Task statement:
When you reach the line containing "pub fn is_owned_by(&self, player_id: &str)" in the records below, start copying exactly, and stop once you have copied the line containing "let origin = polygon.origin;".

Task inputs:
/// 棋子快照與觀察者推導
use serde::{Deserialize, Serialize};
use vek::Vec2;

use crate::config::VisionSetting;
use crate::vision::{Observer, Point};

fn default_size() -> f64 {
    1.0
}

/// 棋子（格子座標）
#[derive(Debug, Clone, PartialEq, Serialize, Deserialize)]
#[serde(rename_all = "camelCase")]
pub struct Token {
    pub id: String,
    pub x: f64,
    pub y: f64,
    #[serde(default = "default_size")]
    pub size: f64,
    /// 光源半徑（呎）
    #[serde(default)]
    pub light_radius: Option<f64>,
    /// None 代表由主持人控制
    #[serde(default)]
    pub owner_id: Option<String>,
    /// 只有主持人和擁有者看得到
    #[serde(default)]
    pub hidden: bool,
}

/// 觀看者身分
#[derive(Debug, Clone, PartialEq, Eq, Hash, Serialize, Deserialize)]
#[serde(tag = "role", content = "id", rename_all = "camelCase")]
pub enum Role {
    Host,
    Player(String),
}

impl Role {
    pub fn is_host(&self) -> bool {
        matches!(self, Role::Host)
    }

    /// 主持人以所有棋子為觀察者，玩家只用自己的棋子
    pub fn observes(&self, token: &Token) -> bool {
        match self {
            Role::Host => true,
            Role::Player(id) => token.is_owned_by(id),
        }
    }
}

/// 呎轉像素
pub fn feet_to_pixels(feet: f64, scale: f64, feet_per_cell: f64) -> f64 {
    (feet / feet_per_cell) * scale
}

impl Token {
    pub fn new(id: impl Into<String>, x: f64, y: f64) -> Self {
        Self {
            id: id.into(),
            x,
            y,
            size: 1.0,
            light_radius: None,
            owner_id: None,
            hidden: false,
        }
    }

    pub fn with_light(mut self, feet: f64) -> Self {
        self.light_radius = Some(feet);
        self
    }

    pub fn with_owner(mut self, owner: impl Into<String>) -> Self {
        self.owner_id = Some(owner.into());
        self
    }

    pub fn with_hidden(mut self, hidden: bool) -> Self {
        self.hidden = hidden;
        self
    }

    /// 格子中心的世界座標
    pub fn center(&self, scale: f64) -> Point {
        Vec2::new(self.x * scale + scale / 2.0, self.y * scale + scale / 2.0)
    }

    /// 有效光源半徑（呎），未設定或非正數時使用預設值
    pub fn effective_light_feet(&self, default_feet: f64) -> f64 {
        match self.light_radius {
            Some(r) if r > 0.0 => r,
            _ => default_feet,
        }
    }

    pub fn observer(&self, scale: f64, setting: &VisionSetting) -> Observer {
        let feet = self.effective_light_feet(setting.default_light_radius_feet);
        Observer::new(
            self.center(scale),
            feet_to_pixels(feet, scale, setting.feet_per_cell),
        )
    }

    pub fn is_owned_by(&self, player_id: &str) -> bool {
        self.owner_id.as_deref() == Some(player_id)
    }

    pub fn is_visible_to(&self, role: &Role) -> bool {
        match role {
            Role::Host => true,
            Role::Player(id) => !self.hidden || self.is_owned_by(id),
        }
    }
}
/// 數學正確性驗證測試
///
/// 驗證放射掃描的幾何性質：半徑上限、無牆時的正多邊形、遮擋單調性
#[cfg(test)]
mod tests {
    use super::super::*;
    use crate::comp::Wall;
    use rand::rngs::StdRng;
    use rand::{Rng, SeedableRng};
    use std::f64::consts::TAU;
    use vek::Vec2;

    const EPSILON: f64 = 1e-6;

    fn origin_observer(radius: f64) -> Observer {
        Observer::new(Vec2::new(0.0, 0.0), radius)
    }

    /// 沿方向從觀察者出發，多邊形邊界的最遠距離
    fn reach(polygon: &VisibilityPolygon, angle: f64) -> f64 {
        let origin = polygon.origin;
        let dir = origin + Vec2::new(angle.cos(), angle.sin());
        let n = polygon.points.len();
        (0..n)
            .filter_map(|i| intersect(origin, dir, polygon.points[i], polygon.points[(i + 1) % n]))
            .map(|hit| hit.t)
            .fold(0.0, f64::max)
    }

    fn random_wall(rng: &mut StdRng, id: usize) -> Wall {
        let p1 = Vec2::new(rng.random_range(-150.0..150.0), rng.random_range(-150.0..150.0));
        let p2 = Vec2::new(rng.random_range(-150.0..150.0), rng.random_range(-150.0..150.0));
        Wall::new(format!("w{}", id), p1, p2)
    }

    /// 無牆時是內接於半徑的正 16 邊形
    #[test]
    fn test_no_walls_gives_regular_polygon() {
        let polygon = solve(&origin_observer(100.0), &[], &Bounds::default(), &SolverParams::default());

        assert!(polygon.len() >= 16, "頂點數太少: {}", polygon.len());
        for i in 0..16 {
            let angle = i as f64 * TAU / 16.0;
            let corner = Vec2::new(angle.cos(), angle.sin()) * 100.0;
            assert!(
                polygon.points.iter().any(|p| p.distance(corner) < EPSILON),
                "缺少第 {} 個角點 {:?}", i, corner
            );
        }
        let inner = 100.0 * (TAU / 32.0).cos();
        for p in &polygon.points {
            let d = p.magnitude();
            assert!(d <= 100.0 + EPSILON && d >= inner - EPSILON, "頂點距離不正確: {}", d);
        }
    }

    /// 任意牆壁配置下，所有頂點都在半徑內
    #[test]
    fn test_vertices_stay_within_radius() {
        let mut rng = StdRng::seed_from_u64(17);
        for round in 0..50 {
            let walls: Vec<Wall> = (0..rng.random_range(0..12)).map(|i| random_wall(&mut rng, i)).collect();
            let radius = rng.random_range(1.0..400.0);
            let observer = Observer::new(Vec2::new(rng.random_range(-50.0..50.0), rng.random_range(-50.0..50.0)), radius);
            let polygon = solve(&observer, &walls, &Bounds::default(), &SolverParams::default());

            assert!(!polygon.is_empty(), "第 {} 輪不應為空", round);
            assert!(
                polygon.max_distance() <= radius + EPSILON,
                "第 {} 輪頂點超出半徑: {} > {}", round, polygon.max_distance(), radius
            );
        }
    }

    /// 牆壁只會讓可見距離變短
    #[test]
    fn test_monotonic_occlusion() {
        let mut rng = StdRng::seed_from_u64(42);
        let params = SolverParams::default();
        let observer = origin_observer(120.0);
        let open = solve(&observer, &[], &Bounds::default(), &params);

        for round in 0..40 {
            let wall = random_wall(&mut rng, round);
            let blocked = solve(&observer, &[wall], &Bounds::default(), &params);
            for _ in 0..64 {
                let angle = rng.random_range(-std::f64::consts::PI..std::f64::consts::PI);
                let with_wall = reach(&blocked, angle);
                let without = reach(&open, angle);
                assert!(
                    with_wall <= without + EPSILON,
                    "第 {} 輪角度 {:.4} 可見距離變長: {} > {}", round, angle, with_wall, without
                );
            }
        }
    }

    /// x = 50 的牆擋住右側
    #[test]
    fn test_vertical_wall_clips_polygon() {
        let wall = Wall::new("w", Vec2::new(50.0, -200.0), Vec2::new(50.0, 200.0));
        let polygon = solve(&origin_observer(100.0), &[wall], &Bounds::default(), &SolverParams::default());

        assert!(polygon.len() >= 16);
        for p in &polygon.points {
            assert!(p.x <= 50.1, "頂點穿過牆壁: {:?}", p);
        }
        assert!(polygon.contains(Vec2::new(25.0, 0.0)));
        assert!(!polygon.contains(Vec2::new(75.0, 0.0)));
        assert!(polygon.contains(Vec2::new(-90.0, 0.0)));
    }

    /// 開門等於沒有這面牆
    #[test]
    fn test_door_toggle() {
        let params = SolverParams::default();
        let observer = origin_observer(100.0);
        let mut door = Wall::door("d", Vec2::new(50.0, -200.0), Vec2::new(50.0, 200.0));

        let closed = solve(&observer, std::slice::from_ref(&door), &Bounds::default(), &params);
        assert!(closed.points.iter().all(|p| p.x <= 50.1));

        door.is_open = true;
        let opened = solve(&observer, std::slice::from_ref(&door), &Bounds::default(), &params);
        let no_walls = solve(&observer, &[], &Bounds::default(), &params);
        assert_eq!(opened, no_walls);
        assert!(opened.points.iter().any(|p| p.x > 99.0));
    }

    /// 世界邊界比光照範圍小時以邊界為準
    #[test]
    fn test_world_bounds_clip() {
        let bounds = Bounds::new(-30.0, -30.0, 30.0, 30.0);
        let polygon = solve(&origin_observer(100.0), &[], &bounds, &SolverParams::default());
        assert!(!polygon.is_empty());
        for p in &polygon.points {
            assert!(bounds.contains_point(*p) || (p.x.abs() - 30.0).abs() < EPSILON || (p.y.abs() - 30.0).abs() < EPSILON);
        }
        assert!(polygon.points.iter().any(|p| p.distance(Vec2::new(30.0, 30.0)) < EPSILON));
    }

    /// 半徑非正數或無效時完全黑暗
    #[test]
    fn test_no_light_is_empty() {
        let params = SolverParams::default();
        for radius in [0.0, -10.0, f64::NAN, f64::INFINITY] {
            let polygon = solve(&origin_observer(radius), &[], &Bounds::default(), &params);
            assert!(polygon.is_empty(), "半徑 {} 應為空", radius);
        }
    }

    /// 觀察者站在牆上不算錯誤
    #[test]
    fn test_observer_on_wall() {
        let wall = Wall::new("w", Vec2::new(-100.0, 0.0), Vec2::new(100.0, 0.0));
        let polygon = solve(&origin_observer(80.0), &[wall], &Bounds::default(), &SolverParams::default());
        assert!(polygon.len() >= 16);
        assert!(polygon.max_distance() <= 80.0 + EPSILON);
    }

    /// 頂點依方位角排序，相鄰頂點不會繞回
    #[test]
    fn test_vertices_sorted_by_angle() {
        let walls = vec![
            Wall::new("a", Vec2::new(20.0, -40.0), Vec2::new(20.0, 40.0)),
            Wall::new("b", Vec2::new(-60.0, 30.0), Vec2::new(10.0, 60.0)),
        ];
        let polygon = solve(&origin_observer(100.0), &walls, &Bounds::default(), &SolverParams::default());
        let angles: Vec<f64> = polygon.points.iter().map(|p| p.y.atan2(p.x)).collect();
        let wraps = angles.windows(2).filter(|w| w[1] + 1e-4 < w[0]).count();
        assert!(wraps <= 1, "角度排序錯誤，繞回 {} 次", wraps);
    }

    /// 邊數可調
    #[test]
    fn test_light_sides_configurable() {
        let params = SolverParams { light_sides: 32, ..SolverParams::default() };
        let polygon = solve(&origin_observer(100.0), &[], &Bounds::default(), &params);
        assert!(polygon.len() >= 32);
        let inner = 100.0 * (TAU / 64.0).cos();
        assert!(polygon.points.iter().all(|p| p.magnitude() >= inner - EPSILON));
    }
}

Output of the task:
    pub fn is_owned_by(&self, player_id: &str) -> bool {
        self.owner_id.as_deref() == Some(player_id)
    }

    pub fn is_visible_to(&self, role: &Role) -> bool {
        match role {
            Role::Host => true,
            Role::Player(id) => !self.hidden || self.is_owned_by(id),
        }
    }
}
/// 數學正確性驗證測試
///
/// 驗證放射掃描的幾何性質：半徑上限、無牆時的正多邊形、遮擋單調性
#[cfg(test)]
mod tests {
    use super::super::*;
    use crate::comp::Wall;
    use rand::rngs::StdRng;
    use rand::{Rng, SeedableRng};
    use std::f64::consts::TAU;
    use vek::Vec2;

    const EPSILON: f64 = 1e-6;

    fn origin_observer(radius: f64) -> Observer {
        Observer::new(Vec2::new(0.0, 0.0), radius)
    }

    /// 沿方向從觀察者出發，多邊形邊界的最遠距離
    fn reach(polygon: &VisibilityPolygon, angle: f64) -> f64 {
        let origin = polygon.origin;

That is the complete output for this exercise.